= World Triathlon Mixed Relay Championships =

Triathlon competition

The World Triathlon Mixed Relay Championships, is an annual team triathlon competition organized by World Triathlon. The competition is completed in teams of four, two men and two women, with each member doing a super-sprint distance triathlon.

==History==
The first relay event appeared in 2003 in Tiszaújváros, Hungary as the ITU Team Relay Championships, two races were run one for men's teams and one for women's teams every team would have three members who would each complete one leg and the teams combined time would be their total time. Despite being deemed a success the event would not return until 2006. The championship would return in 2006 and 2007 before once again lacking an annual competition in 2008. In 2009, World Triathlon (then known as the International Triathlon Union or ITU) went through a major reorganization of its top level competitions, the men's and women's relay championships where merged and the title would be contested as a mixed relay. The event was initiated with the aim of getting more triathletes as well as the team triathlon discipline on the Olympic programme.

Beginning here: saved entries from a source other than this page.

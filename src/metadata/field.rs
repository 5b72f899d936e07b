//! Field definitions.

use std::sync::Arc;

use crate::metadata::{
    customattributes::CustomAttributeList, signatures::TypeSignature, token::Token,
};

/// A reference-counted pointer to a `Field`
pub type FieldRc = Arc<Field>;
/// A vector that holds a list of `Field`, in declaration order
pub type FieldList = Arc<boxcar::Vec<FieldRc>>;

#[allow(non_snake_case)]
/// All possible flags for `FieldAttributes`
pub mod FieldAttributes {
    /// These 3 bits contain one of the following values:
    pub const FIELD_ACCESS_MASK: u32 = 0x0007;
    /// Member not referenceable
    pub const COMPILER_CONTROLLED: u32 = 0x0000;
    /// Accessible only by the parent type
    pub const PRIVATE: u32 = 0x0001;
    /// Accessible by sub-types only in this Assembly
    pub const FAM_AND_ASSEM: u32 = 0x0002;
    /// Accessibly by anyone in the Assembly
    pub const ASSEMBLY: u32 = 0x0003;
    /// Accessible only by type and sub-types
    pub const FAMILY: u32 = 0x0004;
    /// Accessibly by sub-types anywhere, plus anyone in assembly
    pub const FAM_OR_ASSEM: u32 = 0x0005;
    /// Accessibly by anyone who has visibility to this scope field contract attributes
    pub const PUBLIC: u32 = 0x0006;
    /// Defined on type, else per instance
    pub const STATIC: u32 = 0x0010;
    /// Field can only be initialized, not written to after init
    pub const INIT_ONLY: u32 = 0x0020;
    /// Value is compile time constant
    pub const LITERAL: u32 = 0x0040;
    /// Reserved (to indicate this field should not be serialized when type is remoted)
    pub const NOT_SERIALIZED: u32 = 0x0080;
    /// Field is special
    pub const SPECIAL_NAME: u32 = 0x0200;
    /// CLI provides 'special' behavior, depending upon the name of the field
    pub const RTSPECIAL_NAME: u32 = 0x0400;
}

/// A field definition
pub struct Field {
    /// Token
    pub token: Token,
    /// Name of the field
    pub name: String,
    /// a 2-byte bitmask of type `FieldAttributes`, §II.23.1.5
    pub flags: u32,
    /// The type of the field
    pub signature: TypeSignature,
    /// Custom attributes applied to this field
    pub custom_attributes: CustomAttributeList,
}

impl Field {
    /// Create a new field without custom attributes
    ///
    /// ## Arguments
    /// * 'token'     - The `Field` token
    /// * 'name'      - The field name
    /// * 'flags'     - `FieldAttributes` bitmask
    /// * 'signature' - The field type
    pub fn new(token: Token, name: &str, flags: u32, signature: TypeSignature) -> Self {
        Field {
            token,
            name: name.to_string(),
            flags,
            signature,
            custom_attributes: Arc::new(boxcar::Vec::new()),
        }
    }

    /// Returns true if the field is defined on the type rather than per instance
    pub fn is_static(&self) -> bool {
        self.flags & FieldAttributes::STATIC != 0
    }

    /// Returns true for compile time constants
    pub fn is_literal(&self) -> bool {
        self.flags & FieldAttributes::LITERAL != 0
    }

    /// The access level as it appears in generated member names
    pub fn access_name(&self) -> &'static str {
        match self.flags & FieldAttributes::FIELD_ACCESS_MASK {
            FieldAttributes::PRIVATE => "Private",
            FieldAttributes::FAM_AND_ASSEM => "PrivateProtected",
            FieldAttributes::ASSEMBLY => "Internal",
            FieldAttributes::FAMILY => "Protected",
            FieldAttributes::FAM_OR_ASSEM => "ProtectedInternal",
            FieldAttributes::PUBLIC => "Public",
            _ => "CompilerControlled",
        }
    }
}

impl std::fmt::Debug for Field {
    fn fmt(&self, f: &mut std::fmt::Formatter<'_>) -> std::fmt::Result {
        f.debug_struct("Field")
            .field("token", &self.token)
            .field("name", &self.name)
            .field("flags", &format_args!("{:#06x}", self.flags))
            .field("signature", &self.signature.full_name())
            .finish_non_exhaustive()
    }
}

#[cfg(test)]
mod tests {
    use super::*;

    #[test]
    fn test_flags() {
        let field = Field::new(
            Token::new(0x0400_0001),
            "Instance",
            FieldAttributes::PUBLIC | FieldAttributes::STATIC | FieldAttributes::INIT_ONLY,
            TypeSignature::Object,
        );
        assert!(field.is_static());
        assert!(!field.is_literal());
        assert_eq!(field.access_name(), "Public");
    }

    #[test]
    fn test_access_name() {
        let field = Field::new(
            Token::new(0x0400_0002),
            "x",
            FieldAttributes::FAMILY,
            TypeSignature::R4,
        );
        assert_eq!(field.access_name(), "Protected");

        let field = Field::new(
            Token::new(0x0400_0003),
            "y",
            FieldAttributes::COMPILER_CONTROLLED,
            TypeSignature::R4,
        );
        assert_eq!(field.access_name(), "CompilerControlled");
    }
}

The format appeared at the 2010 Summer Youth Olympics, the 2014 Commonwealth Games and the 2014 Asian Games, which was considered a significant step towards adding team triathlon to the 2016 Summer Olympic programme. In July 2013, the IOC executive board ruled that they would not add any new disciplines to the 2016 games for fear of putting additional financial pressure on Brazil. In June 2017 with the announcement of mixed gender events being added to the Olympic program the mixed team relay has gained Olympic status and will hold its inaugural Olympic event in the 2020 Olympics. In 2018 it was decided that at three of the events of that years World Triathlon Series would also host a mixed relay event would be held alongside the men's and women's competition one of these would be the World Championship and all three events would grant points towards Olympic qualification and constitute the new mixed relay series. In 2019 the number of mixed relays in World Triathlon Series were increased to five and once again one of these would be the World Championship.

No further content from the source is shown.